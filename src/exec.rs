use crate::errors::*;
use colored::Colorize;
use std::path::Path;
use std::process::Stdio;
use tokio::process::Command;

/// Render a command the way it would be typed into a shell
pub fn display(cmd: &Command) -> String {
    let cmd = cmd.as_std();
    let mut out = cmd.get_program().to_string_lossy().into_owned();
    for arg in cmd.get_args() {
        let arg = arg.to_string_lossy();
        out.push(' ');
        if arg.is_empty() || arg.contains(|c: char| c.is_whitespace() || "'\"$`\\*?;&|<>()".contains(c)) {
            out.push('\'');
            out.push_str(&arg.replace('\'', "'\\''"));
            out.push('\'');
        } else {
            out.push_str(&arg);
        }
    }
    out
}

fn announce(cmd: &Command) {
    info!("$ {}", display(cmd).green());
}

/// Run a command with inherited stdio, fail if it doesn't exit successfully
pub async fn run(cmd: &mut Command) -> Result<()> {
    announce(cmd);
    let status = cmd
        .status()
        .await
        .with_context(|| anyhow!("Failed to execute {:?}", cmd.as_std().get_program()))?;
    if !status.success() {
        bail!("Command exited with error ({status}): {}", display(cmd));
    }
    Ok(())
}

/// Run a command and return its stdout, stderr is logged but not treated as an error
pub async fn output(cmd: &mut Command) -> Result<Vec<u8>> {
    announce(cmd);
    let output = cmd
        .stdin(Stdio::null())
        .output()
        .await
        .with_context(|| anyhow!("Failed to execute {:?}", cmd.as_std().get_program()))?;

    if !output.stderr.is_empty() {
        let error = String::from_utf8_lossy(&output.stderr);
        warn!("Command stderr was non-empty: {:?}", error.trim_end());
    }

    if !output.status.success() {
        bail!("Command exited with error ({}): {}", output.status, display(cmd));
    }

    Ok(output.stdout)
}

/// Run a command and write its stdout to a file
pub async fn output_to(cmd: &mut Command, path: &Path) -> Result<Vec<u8>> {
    let stdout = output(cmd).await?;
    tokio::fs::write(path, &stdout)
        .await
        .with_context(|| anyhow!("Failed to write command output to {path:?}"))?;
    Ok(stdout)
}

/// Find the first of the given programs that is available in PATH
pub fn find_program(candidates: &[&str]) -> Option<std::path::PathBuf> {
    candidates.iter().find_map(|name| which::which(name).ok())
}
####
Your reply should be one number: how many lines in the listing hold the word "write".

- YOUR SOLUTION
3